**INPUT RECORDS**
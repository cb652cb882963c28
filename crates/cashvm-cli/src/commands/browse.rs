//! Interactive browsing session on the terminal

use std::io::{BufRead, Write};

use cashvm_browser::{grid, ActivationYear, Browser, Catalog, Effect, Event, Surface};
use cashvm_opcodes::Category;

use crate::render::{render_chips, render_detail, render_grid};
use crate::CliError;

const PROMPT: &str = "cashvm> ";

const HELP: &str = "\
Commands:
  search <text>      set the search text (no text clears it)
  by-type            show operation type filters
  by-year            show activation year filters
  category <name>    toggle a category filter
  year <year>        toggle an activation year filter
  clear              clear all filters
  expand <range>     expand or collapse a range (1-3, E-F)
  select <opcode>    select an opcode (again to deselect)
  close              close the selected opcode
  hash <fragment>    navigate to a location fragment
  show               print the grid
  help               print this help
  quit               leave";

/// Surface that reports effects as terminal notices
#[derive(Debug, Default)]
pub struct TerminalSurface {
    /// Current location fragment
    pub fragment: String,
    /// Current title
    pub title: String,
    notices: Vec<String>,
}

impl TerminalSurface {
    fn drain(&mut self) -> Vec<String> {
        std::mem::take(&mut self.notices)
    }
}

impl Surface for TerminalSurface {
    fn apply(&mut self, effect: &Effect) {
        let notice = match effect {
            Effect::WriteFragment(fragment) => {
                self.fragment = fragment.clone();
                if fragment.is_empty() {
                    "location: (no fragment)".to_string()
                } else {
                    format!("location: {fragment}")
                }
            }
            Effect::SetTitle(title) => {
                self.title = title.clone();
                format!("title: {title}")
            }
            Effect::ScrollIntoView(value) => format!("scroll: 0x{value:02X}"),
            Effect::FocusSearch => "focus: search".to_string(),
        };
        self.notices.push(notice);
    }
}

enum Command {
    Dispatch(Event),
    Show,
    Help,
    Quit,
    Nothing,
}

fn parse_command(catalog: &Catalog, line: &str) -> Result<Command, String> {
    let line = line.trim();
    let (verb, rest) = match line.split_once(char::is_whitespace) {
        Some((verb, rest)) => (verb, rest.trim()),
        None => (line, ""),
    };

    let command = match verb.to_ascii_lowercase().as_str() {
        "" => Command::Nothing,
        "search" if rest.is_empty() => Command::Dispatch(Event::ClearSearch),
        "search" => Command::Dispatch(Event::SetSearch(rest.to_string())),
        "by-type" => Command::Dispatch(Event::ShowOperationType),
        "by-year" => Command::Dispatch(Event::ShowActivationYear),
        "category" => {
            let category: Category = rest.parse().map_err(|e| format!("{e}"))?;
            Command::Dispatch(Event::ToggleCategory(category))
        }
        "year" => {
            let year: ActivationYear = rest.parse().map_err(|e| format!("{e}"))?;
            Command::Dispatch(Event::ToggleYear(year))
        }
        "clear" => Command::Dispatch(Event::ClearFilters),
        "expand" => Command::Dispatch(Event::ToggleRange(parse_range(rest)?)),
        "select" => {
            let row = catalog
                .table()
                .lookup(rest)
                .ok_or_else(|| format!("unknown opcode: {rest}"))?;
            Command::Dispatch(Event::Select {
                value: row.value,
                scroll: true,
            })
        }
        "close" => Command::Dispatch(Event::Close),
        "hash" => Command::Dispatch(Event::FragmentChanged(rest.to_string())),
        "show" | "grid" => Command::Show,
        "help" | "?" => Command::Help,
        "quit" | "exit" => Command::Quit,
        other => return Err(format!("unknown command: {other} (try `help`)")),
    };
    Ok(command)
}

// `1-3`, `1`, `e-f` or `E` -> start row of a collapsed range
fn parse_range(text: &str) -> Result<u8, String> {
    let start = text.split('-').next().unwrap_or_default().trim();
    u8::from_str_radix(start, 16)
        .ok()
        .and_then(grid::range_at)
        .map(|range| range.start)
        .ok_or_else(|| format!("not a collapsible range: {text}"))
}

/// Run a session reading commands from `input` until `quit` or end of input
pub fn run<R: BufRead, W: Write>(
    catalog: &Catalog,
    fragment: &str,
    input: R,
    out: &mut W,
) -> Result<(), CliError> {
    let mut browser = Browser::open(catalog, TerminalSurface::default(), fragment);
    print_notices(&mut browser, out)?;
    if let Some(row) = browser.view().selected {
        write!(out, "{}", render_detail(catalog, row))?;
    }

    let mut lines = input.lines();
    loop {
        write!(out, "{PROMPT}")?;
        out.flush()?;

        let Some(line) = lines.next().transpose()? else {
            writeln!(out)?;
            break;
        };

        match parse_command(catalog, &line) {
            Ok(Command::Nothing) => {}
            Ok(Command::Quit) => break,
            Ok(Command::Help) => writeln!(out, "{HELP}")?,
            Ok(Command::Show) => {
                let view = browser.view();
                write!(out, "{}", render_grid(&view))?;
                writeln!(out, "{}", render_chips(&view))?;
            }
            Ok(Command::Dispatch(event)) => {
                let selects = matches!(event, Event::Select { .. } | Event::FragmentChanged(_));
                browser.dispatch(event);
                print_notices(&mut browser, out)?;

                let view = browser.view();
                if selects {
                    if let Some(row) = view.selected {
                        write!(out, "{}", render_detail(catalog, row))?;
                    }
                }
                if view.highlighted.is_some() {
                    writeln!(out, "{} matching opcodes", view.matches.len())?;
                }
                writeln!(out, "{}", render_chips(&view))?;
            }
            Err(message) => writeln!(out, "error: {message}")?,
        }
    }

    Ok(())
}

fn print_notices<W: Write>(
    browser: &mut Browser<'_, TerminalSurface>,
    out: &mut W,
) -> Result<(), CliError> {
    for notice in browser.surface_mut().drain() {
        writeln!(out, "{notice}")?;
    }
    Ok(())
}

#[cfg(test)]
mod tests {
    use super::*;
    use std::io::Cursor;

    fn session(fragment: &str, script: &str) -> String {
        let mut out = Vec::new();
        run(Catalog::global(), fragment, Cursor::new(script), &mut out).unwrap();
        String::from_utf8(out).unwrap()
    }

    #[test]
    fn test_open_writes_title() {
        let out = session("", "quit\n");
        assert!(out.starts_with("title: CashVM Opcodes | Bitcoin Cash\n"));
    }

    #[test]
    fn test_deep_link_on_open() {
        let out = session("#OP_CAT", "");
        assert!(out.contains("title: OP_CAT | CashVM Opcodes | Bitcoin Cash"));
        assert!(out.contains("scroll: 0x7E"));
        assert!(out.contains("OP_CAT (0x7E)"));
    }

    #[test]
    fn test_select_and_close() {
        let out = session("", "select op_checksig\nclose\nquit\n");
        assert!(out.contains("location: #OP_CHECKSIG"));
        assert!(out.contains("OP_CHECKSIG (0xAC)"));
        assert!(out.contains("location: (no fragment)"));
    }

    #[test]
    fn test_auto_clear_keeps_search() {
        let out = session("", "category introspection\nsearch add\nquit\n");
        assert!(out.contains("*Introspection*"));
        // Filters dropped, stage chips back
        assert!(out.contains("Filters: Operation Type | Activation Year"));
    }

    #[test]
    fn test_errors_do_not_end_session() {
        let out = session("", "frobnicate\nyear 1999\nexpand 5\nselect OP_NOPE\nhelp\n");
        assert!(out.contains("error: unknown command: frobnicate"));
        assert!(out.contains("error: unknown activation year: 1999"));
        assert!(out.contains("error: not a collapsible range: 5"));
        assert!(out.contains("error: unknown opcode: OP_NOPE"));
        assert!(out.contains("Commands:"));
    }

    #[test]
    fn test_show_grid() {
        let out = session("", "expand e-f\nshow\n");
        assert!(out.contains("F_  "));
        assert!(out.contains("rows 1-3 collapsed"));
    }

    #[test]
    fn test_parse_range() {
        assert_eq!(parse_range("1-3"), Ok(1));
        assert_eq!(parse_range("E"), Ok(0xE));
        assert!(parse_range("2").is_err());
        assert!(parse_range("").is_err());
    }
}
//! BCH 2026 instruction set (loops, functions and bitwise upgrades).

use super::Revision;

/// Opcode assignments as of the May 2026 upgrade.
///
/// Only descriptions introduced or rewritten by the 2026 upgrade are listed;
/// unchanged opcodes keep their 2023 text.
pub static BCH_2026: Revision = Revision {
    id: "BCH_2026",
    opcodes: &[
        ("OP_0", 0x00),
        ("OP_PUSHBYTES_1", 0x01),
        ("OP_PUSHBYTES_2", 0x02),
        ("OP_PUSHBYTES_3", 0x03),
        ("OP_PUSHBYTES_4", 0x04),
        ("OP_PUSHBYTES_5", 0x05),
        ("OP_PUSHBYTES_6", 0x06),
        ("OP_PUSHBYTES_7", 0x07),
        ("OP_PUSHBYTES_8", 0x08),
        ("OP_PUSHBYTES_9", 0x09),
        ("OP_PUSHBYTES_10", 0x0a),
        ("OP_PUSHBYTES_11", 0x0b),
        ("OP_PUSHBYTES_12", 0x0c),
        ("OP_PUSHBYTES_13", 0x0d),
        ("OP_PUSHBYTES_14", 0x0e),
        ("OP_PUSHBYTES_15", 0x0f),
        ("OP_PUSHBYTES_16", 0x10),
        ("OP_PUSHBYTES_17", 0x11),
        ("OP_PUSHBYTES_18", 0x12),
        ("OP_PUSHBYTES_19", 0x13),
        ("OP_PUSHBYTES_20", 0x14),
        ("OP_PUSHBYTES_21", 0x15),
        ("OP_PUSHBYTES_22", 0x16),
        ("OP_PUSHBYTES_23", 0x17),
        ("OP_PUSHBYTES_24", 0x18),
        ("OP_PUSHBYTES_25", 0x19),
        ("OP_PUSHBYTES_26", 0x1a),
        ("OP_PUSHBYTES_27", 0x1b),
        ("OP_PUSHBYTES_28", 0x1c),
        ("OP_PUSHBYTES_29", 0x1d),
        ("OP_PUSHBYTES_30", 0x1e),
        ("OP_PUSHBYTES_31", 0x1f),
        ("OP_PUSHBYTES_32", 0x20),
        ("OP_PUSHBYTES_33", 0x21),
        ("OP_PUSHBYTES_34", 0x22),
        ("OP_PUSHBYTES_35", 0x23),
        ("OP_PUSHBYTES_36", 0x24),
        ("OP_PUSHBYTES_37", 0x25),
        ("OP_PUSHBYTES_38", 0x26),
        ("OP_PUSHBYTES_39", 0x27),
        ("OP_PUSHBYTES_40", 0x28),
        ("OP_PUSHBYTES_41", 0x29),
        ("OP_PUSHBYTES_42", 0x2a),
        ("OP_PUSHBYTES_43", 0x2b),
        ("OP_PUSHBYTES_44", 0x2c),
        ("OP_PUSHBYTES_45", 0x2d),
        ("OP_PUSHBYTES_46", 0x2e),
        ("OP_PUSHBYTES_47", 0x2f),
        ("OP_PUSHBYTES_48", 0x30),
        ("OP_PUSHBYTES_49", 0x31),
        ("OP_PUSHBYTES_50", 0x32),
        ("OP_PUSHBYTES_51", 0x33),
        ("OP_PUSHBYTES_52", 0x34),
        ("OP_PUSHBYTES_53", 0x35),
        ("OP_PUSHBYTES_54", 0x36),
        ("OP_PUSHBYTES_55", 0x37),
        ("OP_PUSHBYTES_56", 0x38),
        ("OP_PUSHBYTES_57", 0x39),
        ("OP_PUSHBYTES_58", 0x3a),
        ("OP_PUSHBYTES_59", 0x3b),
        ("OP_PUSHBYTES_60", 0x3c),
        ("OP_PUSHBYTES_61", 0x3d),
        ("OP_PUSHBYTES_62", 0x3e),
        ("OP_PUSHBYTES_63", 0x3f),
        ("OP_PUSHBYTES_64", 0x40),
        ("OP_PUSHBYTES_65", 0x41),
        ("OP_PUSHBYTES_66", 0x42),
        ("OP_PUSHBYTES_67", 0x43),
        ("OP_PUSHBYTES_68", 0x44),
        ("OP_PUSHBYTES_69", 0x45),
        ("OP_PUSHBYTES_70", 0x46),
        ("OP_PUSHBYTES_71", 0x47),
        ("OP_PUSHBYTES_72", 0x48),
        ("OP_PUSHBYTES_73", 0x49),
        ("OP_PUSHBYTES_74", 0x4a),
        ("OP_PUSHBYTES_75", 0x4b),
        ("OP_PUSHDATA_1", 0x4c),
        ("OP_PUSHDATA_2", 0x4d),
        ("OP_PUSHDATA_4", 0x4e),
        ("OP_1NEGATE", 0x4f),
        ("OP_RESERVED", 0x50),
        ("OP_1", 0x51),
        ("OP_2", 0x52),
        ("OP_3", 0x53),
        ("OP_4", 0x54),
        ("OP_5", 0x55),
        ("OP_6", 0x56),
        ("OP_7", 0x57),
        ("OP_8", 0x58),
        ("OP_9", 0x59),
        ("OP_10", 0x5a),
        ("OP_11", 0x5b),
        ("OP_12", 0x5c),
        ("OP_13", 0x5d),
        ("OP_14", 0x5e),
        ("OP_15", 0x5f),
        ("OP_16", 0x60),
        ("OP_NOP", 0x61),
        ("OP_VER", 0x62),
        ("OP_IF", 0x63),
        ("OP_NOTIF", 0x64),
        ("OP_BEGIN", 0x65),
        ("OP_UNTIL", 0x66),
        ("OP_ELSE", 0x67),
        ("OP_ENDIF", 0x68),
        ("OP_VERIFY", 0x69),
        ("OP_RETURN", 0x6a),
        ("OP_TOALTSTACK", 0x6b),
        ("OP_FROMALTSTACK", 0x6c),
        ("OP_2DROP", 0x6d),
        ("OP_2DUP", 0x6e),
        ("OP_3DUP", 0x6f),
        ("OP_2OVER", 0x70),
        ("OP_2ROT", 0x71),
        ("OP_2SWAP", 0x72),
        ("OP_IFDUP", 0x73),
        ("OP_DEPTH", 0x74),
        ("OP_DROP", 0x75),
        ("OP_DUP", 0x76),
        ("OP_NIP", 0x77),
        ("OP_OVER", 0x78),
        ("OP_PICK", 0x79),
        ("OP_ROLL", 0x7a),
        ("OP_ROT", 0x7b),
        ("OP_SWAP", 0x7c),
        ("OP_TUCK", 0x7d),
        ("OP_CAT", 0x7e),
        ("OP_SPLIT", 0x7f),
        ("OP_NUM2BIN", 0x80),
        ("OP_BIN2NUM", 0x81),
        ("OP_SIZE", 0x82),
        ("OP_INVERT", 0x83),
        ("OP_AND", 0x84),
        ("OP_OR", 0x85),
        ("OP_XOR", 0x86),
        ("OP_EQUAL", 0x87),
        ("OP_EQUALVERIFY", 0x88),
        ("OP_DEFINE", 0x89),
        ("OP_INVOKE", 0x8a),
        ("OP_1ADD", 0x8b),
        ("OP_1SUB", 0x8c),
        ("OP_LSHIFTNUM", 0x8d),
        ("OP_RSHIFTNUM", 0x8e),
        ("OP_NEGATE", 0x8f),
        ("OP_ABS", 0x90),
        ("OP_NOT", 0x91),
        ("OP_0NOTEQUAL", 0x92),
        ("OP_ADD", 0x93),
        ("OP_SUB", 0x94),
        ("OP_MUL", 0x95),
        ("OP_DIV", 0x96),
        ("OP_MOD", 0x97),
        ("OP_LSHIFTBIN", 0x98),
        ("OP_RSHIFTBIN", 0x99),
        ("OP_BOOLAND", 0x9a),
        ("OP_BOOLOR", 0x9b),
        ("OP_NUMEQUAL", 0x9c),
        ("OP_NUMEQUALVERIFY", 0x9d),
        ("OP_NUMNOTEQUAL", 0x9e),
        ("OP_LESSTHAN", 0x9f),
        ("OP_GREATERTHAN", 0xa0),
        ("OP_LESSTHANOREQUAL", 0xa1),
        ("OP_GREATERTHANOREQUAL", 0xa2),
        ("OP_MIN", 0xa3),
        ("OP_MAX", 0xa4),
        ("OP_WITHIN", 0xa5),
        ("OP_RIPEMD160", 0xa6),
        ("OP_SHA1", 0xa7),
        ("OP_SHA256", 0xa8),
        ("OP_HASH160", 0xa9),
        ("OP_HASH256", 0xaa),
        ("OP_CODESEPARATOR", 0xab),
        ("OP_CHECKSIG", 0xac),
        ("OP_CHECKSIGVERIFY", 0xad),
        ("OP_CHECKMULTISIG", 0xae),
        ("OP_CHECKMULTISIGVERIFY", 0xaf),
        ("OP_NOP1", 0xb0),
        ("OP_CHECKLOCKTIMEVERIFY", 0xb1),
        ("OP_CHECKSEQUENCEVERIFY", 0xb2),
        ("OP_NOP4", 0xb3),
        ("OP_NOP5", 0xb4),
        ("OP_NOP6", 0xb5),
        ("OP_NOP7", 0xb6),
        ("OP_NOP8", 0xb7),
        ("OP_NOP9", 0xb8),
        ("OP_NOP10", 0xb9),
        ("OP_CHECKDATASIG", 0xba),
        ("OP_CHECKDATASIGVERIFY", 0xbb),
        ("OP_REVERSEBYTES", 0xbc),
        ("OP_UNKNOWN189", 0xbd),
        ("OP_UNKNOWN190", 0xbe),
        ("OP_UNKNOWN191", 0xbf),
        ("OP_INPUTINDEX", 0xc0),
        ("OP_ACTIVEBYTECODE", 0xc1),
        ("OP_TXVERSION", 0xc2),
        ("OP_TXINPUTCOUNT", 0xc3),
        ("OP_TXOUTPUTCOUNT", 0xc4),
        ("OP_TXLOCKTIME", 0xc5),
        ("OP_UTXOVALUE", 0xc6),
        ("OP_UTXOBYTECODE", 0xc7),
        ("OP_OUTPOINTTXHASH", 0xc8),
        ("OP_OUTPOINTINDEX", 0xc9),
        ("OP_INPUTBYTECODE", 0xca),
        ("OP_INPUTSEQUENCENUMBER", 0xcb),
        ("OP_OUTPUTVALUE", 0xcc),
        ("OP_OUTPUTBYTECODE", 0xcd),
        ("OP_UTXOTOKENCATEGORY", 0xce),
        ("OP_UTXOTOKENCOMMITMENT", 0xcf),
        ("OP_UTXOTOKENAMOUNT", 0xd0),
        ("OP_OUTPUTTOKENCATEGORY", 0xd1),
        ("OP_OUTPUTTOKENCOMMITMENT", 0xd2),
        ("OP_OUTPUTTOKENAMOUNT", 0xd3),
        ("OP_UNKNOWN212", 0xd4),
        ("OP_UNKNOWN213", 0xd5),
        ("OP_UNKNOWN214", 0xd6),
        ("OP_UNKNOWN215", 0xd7),
        ("OP_UNKNOWN216", 0xd8),
        ("OP_UNKNOWN217", 0xd9),
        ("OP_UNKNOWN218", 0xda),
        ("OP_UNKNOWN219", 0xdb),
        ("OP_UNKNOWN220", 0xdc),
        ("OP_UNKNOWN221", 0xdd),
        ("OP_UNKNOWN222", 0xde),
        ("OP_UNKNOWN223", 0xdf),
        ("OP_UNKNOWN224", 0xe0),
        ("OP_UNKNOWN225", 0xe1),
        ("OP_UNKNOWN226", 0xe2),
        ("OP_UNKNOWN227", 0xe3),
        ("OP_UNKNOWN228", 0xe4),
        ("OP_UNKNOWN229", 0xe5),
        ("OP_UNKNOWN230", 0xe6),
        ("OP_UNKNOWN231", 0xe7),
        ("OP_UNKNOWN232", 0xe8),
        ("OP_UNKNOWN233", 0xe9),
        ("OP_UNKNOWN234", 0xea),
        ("OP_UNKNOWN235", 0xeb),
        ("OP_UNKNOWN236", 0xec),
        ("OP_UNKNOWN237", 0xed),
        ("OP_UNKNOWN238", 0xee),
        ("OP_UNKNOWN239", 0xef),
        ("OP_UNKNOWN240", 0xf0),
        ("OP_UNKNOWN241", 0xf1),
        ("OP_UNKNOWN242", 0xf2),
        ("OP_UNKNOWN243", 0xf3),
        ("OP_UNKNOWN244", 0xf4),
        ("OP_UNKNOWN245", 0xf5),
        ("OP_UNKNOWN246", 0xf6),
        ("OP_UNKNOWN247", 0xf7),
        ("OP_UNKNOWN248", 0xf8),
        ("OP_UNKNOWN249", 0xf9),
        ("OP_UNKNOWN250", 0xfa),
        ("OP_UNKNOWN251", 0xfb),
        ("OP_UNKNOWN252", 0xfc),
        ("OP_UNKNOWN253", 0xfd),
        ("OP_UNKNOWN254", 0xfe),
        ("OP_UNKNOWN255", 0xff),
    ],
    // Text new to or rewritten by 2026.
    descriptions: &[
        (
            "OP_BEGIN",
            "Begin a loop: push the current instruction pointer onto the control stack so that a matching OP_UNTIL can return to it.",
        ),
        (
            "OP_UNTIL",
            "Pop the top item from the stack. If it is not truthy, return evaluation to the matching OP_BEGIN; otherwise, end the loop and continue.",
        ),
        (
            "OP_INVERT",
            "Pop the top item from the stack and flip each of its bits, pushing the result.",
        ),
        (
            "OP_DEFINE",
            "Pop the top item from the stack as a function identifier and the next item as a function body, then define the function. Error if a function with that identifier is already defined.",
        ),
        (
            "OP_INVOKE",
            "Pop the top item from the stack as a function identifier, then evaluate the function body defined for it. Error if no function is defined for that identifier.",
        ),
        (
            "OP_LSHIFTNUM",
            "Pop the top item from the stack as a bit count (VM Number) and the next item as a VM Number. Multiply the number by 2 raised to the bit count (an arithmetic left shift), then push the result.",
        ),
        (
            "OP_RSHIFTNUM",
            "Pop the top item from the stack as a bit count (VM Number) and the next item as a VM Number. Divide the number by 2 raised to the bit count, rounding toward negative infinity (an arithmetic right shift), then push the result.",
        ),
        (
            "OP_MUL",
            "Pop the top two items from the stack as VM Numbers. Multiply them, then push the result. (Operands and results are limited only by the stack item size limit.)",
        ),
        (
            "OP_LSHIFTBIN",
            "Pop the top item from the stack as a bit count (VM Number) and the next item as a byte array. Shift the bits of the array left by that count, filling with zero bits and preserving its length, then push the result.",
        ),
        (
            "OP_RSHIFTBIN",
            "Pop the top item from the stack as a bit count (VM Number) and the next item as a byte array. Shift the bits of the array right by that count, filling with zero bits and preserving its length, then push the result.",
        ),
    ],
};
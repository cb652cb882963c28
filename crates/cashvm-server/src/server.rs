//! HTTP server implementation

use std::net::SocketAddr;
use std::path::PathBuf;
use std::sync::Arc;

use axum::{routing::get, Router};
use cashvm_browser::Catalog;
use tokio::net::TcpListener;
use tower::ServiceBuilder;
use tower_http::{
    cors::{Any, CorsLayer},
    trace::TraceLayer,
};

use crate::config::ServerConfig;
use crate::error::ServerResult;
use crate::handlers;

/// Shared, read-only request state
pub struct ServerState {
    /// Opcode table and year index
    pub catalog: &'static Catalog,
    /// Static asset directories, searched in order
    pub static_dirs: Vec<PathBuf>,
}

impl ServerState {
    /// Create new server state
    pub fn new(catalog: &'static Catalog, static_dirs: Vec<PathBuf>) -> Self {
        Self {
            catalog,
            static_dirs,
        }
    }
}

/// Opcode browser HTTP server
pub struct OpcodeServer {
    config: ServerConfig,
    state: Arc<ServerState>,
}

impl OpcodeServer {
    /// Create a server over the process-wide catalog
    pub fn new(config: ServerConfig) -> Self {
        Self::with_catalog(config, Catalog::global())
    }

    /// Create a server over a specific catalog
    pub fn with_catalog(config: ServerConfig, catalog: &'static Catalog) -> Self {
        let state = ServerState::new(catalog, config.static_dirs.clone());
        Self {
            config,
            state: Arc::new(state),
        }
    }

    /// Build the router
    pub fn build_router(&self) -> Router {
        let mut router = Router::new()
            .route("/", get(handlers::redirect_root))
            .route(handlers::ENTRY_PATH, get(handlers::entry_document))
            .route("/opcodes/*rest", get(handlers::entry_document))
            .route("/api/opcodes", get(handlers::list_opcodes))
            .route("/api/opcodes/:id", get(handlers::show_opcode))
            .route("/api/categories", get(handlers::list_categories))
            .fallback(handlers::static_file)
            .layer(ServiceBuilder::new().layer(TraceLayer::new_for_http()));

        if self.config.enable_cors {
            router = router.layer(
                CorsLayer::new()
                    .allow_origin(Any)
                    .allow_methods(Any)
                    .allow_headers(Any),
            );
        }

        router.with_state(self.state.clone())
    }

    /// Run the server
    pub async fn run(self) -> ServerResult<()> {
        let app = self.build_router();

        let listener = TcpListener::bind(self.config.listen_addr).await?;
        tracing::info!(
            addr = %self.config.listen_addr,
            static_dirs = self.config.static_dirs.len(),
            "opcode browser listening"
        );

        axum::serve(listener, app).await?;

        Ok(())
    }

    /// Get the server listen address
    pub fn listen_addr(&self) -> SocketAddr {
        self.config.listen_addr
    }
}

**REQUIREMENT**
A word-for-word copy of the lines above from the one with "the array left" through the one with "pub fn new(catalog: &'static", inclusive, is the only output wanted.

**WRITTEN ANSWER**
            "Pop the top item from the stack as a bit count (VM Number) and the next item as a byte array. Shift the bits of the array left by that count, filling with zero bits and preserving its length, then push the result.",
        ),
        (
            "OP_RSHIFTBIN",
            "Pop the top item from the stack as a bit count (VM Number) and the next item as a byte array. Shift the bits of the array right by that count, filling with zero bits and preserving its length, then push the result.",
        ),
    ],
};
repository cb652cb882963c28
filename crates/cashvm-server/src/server.rs
//! HTTP server implementation

use std::net::SocketAddr;
use std::path::PathBuf;
use std::sync::Arc;

use axum::{routing::get, Router};
use cashvm_browser::Catalog;
use tokio::net::TcpListener;
use tower::ServiceBuilder;
use tower_http::{
    cors::{Any, CorsLayer},
    trace::TraceLayer,
};

use crate::config::ServerConfig;
use crate::error::ServerResult;
use crate::handlers;

/// Shared, read-only request state
pub struct ServerState {
    /// Opcode table and year index
    pub catalog: &'static Catalog,
    /// Static asset directories, searched in order
    pub static_dirs: Vec<PathBuf>,
}

impl ServerState {
    /// Create new server state
    pub fn new(catalog: &'static Catalog, static_dirs: Vec<PathBuf>) -> Self {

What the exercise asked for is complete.